A Rather Grave Love Story

Excellence Award in the 'Step Write Up 2011' competition

I know how I’ll die; I’ll merely fall asleep and never wake up again. Quick. Simple. Painless.
She never even knew it was coming; the doctors would assure my parents.
The doctors are wrong; I did know it was coming. Sometimes, I close my eyes and see a bright, shining light, and my body becomes so cold I know it can’t be long. I am fading, like a flower decaying in the cold shadows of death, like mist being pierced by the heat of the day.
Even now I can feel my soul escaping, like a kite being tugged higher and higher by violent gales of wind. Soon, the string shall be wrenched from my fingers and I’ll be free to ascend towards the stormy heavens, liberated from pain, but banished irrevocably from the earthly realm. Free to bob across the bruised clouds in a wild and savage dance, yet confined by my loneliness.
Tears spill down my cheeks as I finally accept that my dreams will simply remain as that; empty dreams that never came to pass, that withered before they could reach fruition. This disease is a life sentence. This bed is my prison. And I shall never escape. There will be no appeals, no reprieves, no early release through good behaviour; I’m destined for the lethal injection. But before despair can sink its claws into me I’m consumed with thoughts of Niall… my first and only love.

You would think our first meeting would burn in my memories, a shining beacon of joy and optimism. Instead, I only have disjointed recollections of that day, a series of blazing images that play before me, as brilliant and quick as a dragonfly’s wing. The sharp crunch of ice beneath my boots. The hot rush of pain and embarrassment as I fall on the sidewalk, reminiscent of an uncoordinated spider. Niall’s radiant, slightly crooked smile. Eyes like jade and hair of burnished gold. Then I’m left grasping at elusive flashes of colour and sensation that slip through my fingers like a half-remembered dream. Empty inside, because I’m only eighteen and have lived most of my life without truly living.
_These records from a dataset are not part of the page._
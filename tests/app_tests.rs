//! Application lifecycle over a scripted cluster

use gridharness::app::{App, AppError, JavaLauncher, NodeFilter, ShellLauncher};
use gridharness::config::HarnessConfig;
use gridharness::remote::{LocalExecutor, ScriptedExecutor};
use gridharness::types::{KillSignal, NodeStatus};
use std::path::Path;
use std::sync::atomic::{AtomicU32, Ordering};
use std::sync::Arc;
use std::time::Duration;
use tempfile::TempDir;

/// Pretends to be a host where every start succeeds.
fn healthy_cluster() -> Arc<ScriptedExecutor> {
    let next_pid = Arc::new(AtomicU32::new(1000));
    Arc::new(ScriptedExecutor::new(move |_, cmd| {
        if cmd.ends_with("echo $!") {
            format!("{}\n", next_pid.fetch_add(1, Ordering::SeqCst))
        } else if cmd.contains("ps -p") {
            "ignite   1000     1  0 12:00 ?  00:00:05 java -server ...\n".to_string()
        } else {
            String::new()
        }
    }))
}

fn ignite(executor: Arc<ScriptedExecutor>) -> App {
    let launcher = JavaLauncher::new("/opt/ignite/libs/ignite.jar", "org.apache.ignite.startup.cmdline.CommandLineStartup");
    App::new("ignite", Box::new(launcher), executor, "/work/ignite", "/work/logs")
}

#[tokio::test]
async fn test_start_then_kill_all_nodes() {
    let executor = healthy_cluster();
    let mut app = ignite(executor.clone());
    app.add_nodes(&["h1".to_string(), "h2".to_string()], 2);

    app.start_nodes().await.unwrap();

    // one batch for the start commands, one for the checks
    assert_eq!(executor.call_count(), 2);
    let first = &executor.calls()[0];
    assert_eq!(first["h1"].len(), 4);
    assert_eq!(first["h1"][0], "mkdir -p /work/ignite/server.0");

    let mut pids: Vec<u32> = app.nodes().values().filter_map(|n| n.pid).collect();
    pids.sort_unstable();
    assert_eq!(pids, vec![1000, 1001, 1002, 1003]);
    assert!(app.nodes().values().all(|n| n.status == NodeStatus::Started));
    assert_eq!(app.node(3).unwrap().log.as_deref(), Some("/work/logs/node.3.ignite.0.log"));

    app.kill_nodes(&[], KillSignal::Kill).await.unwrap();

    assert_eq!(executor.call_count(), 3);
    assert!(executor.commands_for("h2").iter().any(|cmd| cmd.starts_with("nohup kill -9 ")));
    assert!(app.nodes().values().all(|n| n.status == NodeStatus::Killed));
}

#[tokio::test]
async fn test_restart_rotates_log() {
    let mut app = ignite(healthy_cluster());
    let id = app.add_node("h1");

    app.start_node(id).await.unwrap();
    app.stop_nodes(&[id]).await.unwrap();
    app.start_node(id).await.unwrap();

    let node = app.node(id).unwrap();
    assert_eq!(node.run_counter, Some(1));
    assert_eq!(node.log.as_deref(), Some("/work/logs/node.0.ignite.1.log"));
    assert_eq!(node.status, NodeStatus::Started);
}

#[tokio::test]
async fn test_start_without_pid_fails() {
    let executor = Arc::new(ScriptedExecutor::new(|_, _| String::new()));
    let mut app = ignite(executor);
    app.add_node("h1");

    let err = app.start_nodes().await.unwrap_err();
    assert!(matches!(err, AppError::StartFailed { node: 0, .. }));
}

#[tokio::test]
async fn test_dead_process_fails_check() {
    let executor = Arc::new(ScriptedExecutor::new(|_, cmd| {
        if cmd.ends_with("echo $!") {
            "4242\n".to_string()
        } else {
            String::new()
        }
    }));
    let mut app = ignite(executor);
    app.add_node("h1");

    let err = app.start_nodes().await.unwrap_err();
    assert!(matches!(err, AppError::CheckFailed { node: 0, .. }));
    assert_eq!(app.node(0).unwrap().pid, Some(4242));
}

#[tokio::test]
async fn test_kill_node_without_pid_skips_host() {
    let executor = healthy_cluster();
    let mut app = ignite(executor.clone());
    app.add_node("h1");

    app.kill_nodes(&[0], KillSignal::Term).await.unwrap();

    assert_eq!(executor.call_count(), 0);
    assert_eq!(app.node(0).unwrap().status, NodeStatus::Killed);
}

#[tokio::test]
async fn test_wait_message_sees_every_node() {
    let polls = Arc::new(AtomicU32::new(0));
    let p = polls.clone();
    let executor = Arc::new(ScriptedExecutor::new(move |_, cmd| {
        p.fetch_add(1, Ordering::SeqCst);
        let mut parts = cmd.splitn(3, "; ");
        let node = parts.next().unwrap_or_default().trim_start_matches("echo ");
        let attribute = parts.next().unwrap_or_default().trim_start_matches("echo ");
        format!("{node}\n{attribute}\nTopology snapshot [ver=2, servers=2]\n")
    }));

    let mut app = ignite(executor);
    app.add_nodes(&["h1".to_string(), "h2".to_string()], 1);
    for id in [0, 1] {
        app.rotate_node_log(id).unwrap();
    }

    let found = app
        .wait_message("Topology snapshot", None, Duration::from_secs(5), Duration::from_millis(10))
        .await
        .unwrap();
    assert!(found);
    assert_eq!(polls.load(Ordering::SeqCst), 2);

    let found = app
        .wait_message("Node stopped", Some(&[1][..]), Duration::ZERO, Duration::from_millis(10))
        .await
        .unwrap();
    assert!(!found);
}

#[tokio::test]
async fn test_download_logs_groups_by_host() {
    let executor = healthy_cluster();
    let mut app = ignite(executor.clone());
    app.add_nodes(&["h1".to_string(), "h2".to_string()], 1);
    app.add_node("h1");
    app.rotate_node_log(0).unwrap();
    app.rotate_node_log(2).unwrap();

    app.download_logs(Path::new("/tmp/collected"), true).await.unwrap();

    let downloads = executor.downloads();
    assert_eq!(downloads.len(), 1);
    assert_eq!(
        downloads[0].paths["h1"],
        vec!["/work/logs/node.0.ignite.0.log", "/work/logs/node.2.ignite.0.log"]
    );
    assert!(!downloads[0].paths.contains_key("h2"));
}

#[tokio::test]
async fn test_node_options_reach_the_java_command() {
    let executor = healthy_cluster();
    let mut app = ignite(executor.clone());
    app.add_nodes(&["h1".to_string()], 2);
    app.set_node_option(&NodeFilter::Ids(vec![1]), "jvm_options", serde_json::json!("-Xmx2g"));

    app.start_nodes().await.unwrap();

    let starts: Vec<String> = executor
        .commands_for("h1")
        .into_iter()
        .filter(|cmd| cmd.contains("nohup java"))
        .collect();
    assert_eq!(starts.len(), 2);
    assert!(!starts[0].contains("-Xmx2g"));
    assert!(starts[1].contains("-Xmx2g"));
}

#[test]
fn test_from_config_lays_out_nodes() {
    let config = HarnessConfig::from_yaml(
        r#"
environment:
  server_hosts: [10.0.0.1, 10.0.0.2]
  servers_per_host: 2
remote:
  test_dir: /var/tmp/run-1
apps:
  ignite:
    role: server
    jar: /opt/ignite/ignite.jar
    class_name: org.apache.ignite.startup.cmdline.CommandLineStartup
"#,
    )
    .unwrap();

    let app = App::from_config("ignite", &config, Arc::new(ScriptedExecutor::echo())).unwrap();

    assert_eq!(app.nodes().len(), 4);
    assert_eq!(app.node(2).unwrap().host, "10.0.0.2");
    assert_eq!(app.node(2).unwrap().run_dir.as_deref(), Some("/var/tmp/run-1/ignite/server.2"));
}

#[test]
fn test_from_config_without_hosts() {
    let config = HarnessConfig::from_yaml(
        r#"
apps:
  piclient:
    kind: shell
    command: ./piclient.sh
"#,
    )
    .unwrap();

    let Err(err) = App::from_config("piclient", &config, Arc::new(ScriptedExecutor::echo())) else {
        panic!("an app without hosts must be rejected");
    };
    assert!(matches!(err, AppError::MissingRequirement(_)));
}

#[tokio::test]
async fn test_shell_app_node_files_download_locally() {
    let remote = TempDir::new().unwrap();
    let local = TempDir::new().unwrap();
    let home = remote.path().to_string_lossy().to_string();

    let mut app = App::new(
        "piclient",
        Box::new(ShellLauncher::new("./piclient.sh")),
        Arc::new(LocalExecutor::new()),
        home.clone(),
        home,
    );
    let id = app.add_node("localhost");

    let run_dir = remote.path().join("server.0");
    std::fs::create_dir_all(&run_dir).unwrap();
    std::fs::write(run_dir.join("result.txt"), "pi=3.14159\n").unwrap();

    let mut files = std::collections::BTreeMap::new();
    files.insert(id, vec!["result.txt".to_string()]);
    app.download_node_files(&files, local.path(), true).await.unwrap();

    let fetched = local.path().join("localhost").join("result.txt");
    assert_eq!(std::fs::read_to_string(fetched).unwrap(), "pi=3.14159\n");
}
Our break-up I can remember with astringent clarity. The bitter accusations, the shattered photo frame, my despair at finding him in bed with another woman. His hand reaching towards me, his voice desperate as I stared at him blindly, feeling like I was dying, as if my heart had been cleaved from my chest and left me with a gaping hole. My last of glimpse of him, slumped in misery, his face drawn with defeat and despair.
Does Niall know I’m dying? If he knows, does he care?
Now, as Death stretches its cool hands towards me, I selfishly, desperately hope he’ll never forget me, and that his heart will break when he discovers I’m dead.
I’ll surely go to hell for that alone, I thought sleepily.
I close my eyes and allow sleep to claim me, unable to know if I’ll ever wake up again.

*****
A receptionist at St Constantine hospital watched as a tall, vibrantly handsome male burst into the foyer and made his way towards her. His pale green eyes were wet— with what, tears?— and overflowing with a deep and abiding grief.
“Luciana Hargrave’s room, please?” he asked, his aristocratically handsome face white with anxiety.
She typed the name into the computer and looked up sympathetically.
“I’m very sorry…”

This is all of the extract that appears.